Les investisseurs ont retrouvé de l’appétit pour les valeurs européennes ces derniers jours au point d’autoriser un regain de surperformance de l’Eurostoxx par rapport aux indices phares internationaux. Il est vrai que l’Europe est, pour une fois, plutôt en avance sur ses partenaires occidentaux avec, quoi qu’on en dise, une bonne maîtrise de l’épidémie de coronavirus et des réponses de politique économique, à ce jour, plutôt efficaces, en comparaison du cas américain tout au moins.

Le déconfinement est donc lancé et, dans son sillage, les signes de reprise palpables. Manquait, pour passer le cap, l’élimination des risques chroniques sur la survie d’une union monétaire ensevelie sous les dettes que la BCE et la Commission sont finalement parvenues à endiguer.

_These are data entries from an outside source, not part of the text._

#[cfg(test)]
#[path = "hit_test.rs"]
mod hit_test;

use crate::authority::Actor;
use crate::consts::{HANDLE_RADIUS, TOKEN_SIZE};
use crate::geometry::ResizeHandle;
use crate::model::{ItemId, SketchState, TokenItem};
use crate::surface::Point;

/// What lies under the pointer.
#[derive(Debug, Clone, Copy, PartialEq, Eq)]
pub enum HitTarget {
    /// A corner handle of an image. Only reported for the master.
    ImageHandle { id: ItemId, handle: ResizeHandle },
    Token(ItemId),
    Image(ItemId),
}

/// Topmost target under `point`, in surface coordinates.
///
/// Resize handles win over everything, then tokens (painted above images,
/// newest first), then images from the top of the stack down. Images whose
/// height is still unknown have no area and are never hit.
#[must_use]
pub fn hit_test(point: Point, state: &SketchState, actor: &Actor) -> Option<HitTarget> {
    if actor.is_master() {
        for image in state.images.iter().rev() {
            let Some(bounds) = image.bounds() else {
                continue;
            };
            for handle in ResizeHandle::ALL {
                if distance(bounds.corner(handle), point) <= HANDLE_RADIUS {
                    return Some(HitTarget::ImageHandle { id: image.id, handle });
                }
            }
        }
    }

    if let Some(token) = state.tokens.iter().rev().find(|t| token_contains(t, point)) {
        return Some(HitTarget::Token(token.id));
    }

    state
        .images
        .iter()
        .rev()
        .find(|image| image.bounds().is_some_and(|b| b.contains(point)))
        .map(|image| HitTarget::Image(image.id))
}

/// Tokens are discs of [`TOKEN_SIZE`] diameter with `(x, y)` at the top-left
/// of their bounding square.
fn token_contains(token: &TokenItem, point: Point) -> bool {
    let radius = TOKEN_SIZE / 2.0;
    let center = Point::new(token.x + radius, token.y + radius);
    distance(center, point) <= radius
}

fn distance(a: Point, b: Point) -> f64 {
    (a.x - b.x).hypot(a.y - b.y)
}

Avouons qu’il ne manque plus grand-chose pour convaincre des investisseurs croulant sous les liquidités que le risque vaille la peine d’être pris. Dont acte ; après tout, quitte à s’exposer aux marchés d’actions, l’Europe dispose d’atouts valables aujourd’hui. Jusqu’où ce raisonnement est-il néanmoins recevable ?

Réalignement supposé des planètes en Europe

L’épidémie de coronavirus n’inquiète plus. Les mesures de confinement particulièrement strictes appliquées dans de nombreux pays portent leurs fruits avec une réduction de plus en plus convaincante de la contagion et, surtout, de la létalité du virus.

L’activité est loin d’avoir retrouvé son rythme normal et les données récemment publiées restent détestables mais celles-ci concernent pour l’essentiel le mois d’avril, autrement dit le pire de la période de crise, tandis que les premiers retours du mois de mai sont encore plombés par deux premières semaines de confinement sévère dans de nombreux pays.

Mais les quelques statistiques haute fréquence à disposition (ventes d’habillement en Allemagne, consommation d’électricité en France, enregistrement de transactions par cartes de crédit) confirment un regain d’activité. Par ailleurs, les enquêtes auprès des professionnels, qui révèlent encore une grande frilosité de la demande, soulignent pour la plupart des perspectives de redémarrage de l’activité industrielle et commerciale.

Les initiatives politiques pour faire face à la crise se sont, par ailleurs, multipliées ces dernières semaines. Non seulement les gouvernements ont pris des mesures additionnelles pour venir en aide aux secteurs les plus gravement impactés par la crise, l’hôtellerie, la restauration, le tourisme, l’industrie automobile et aéronautique, mais l’Europe s’active.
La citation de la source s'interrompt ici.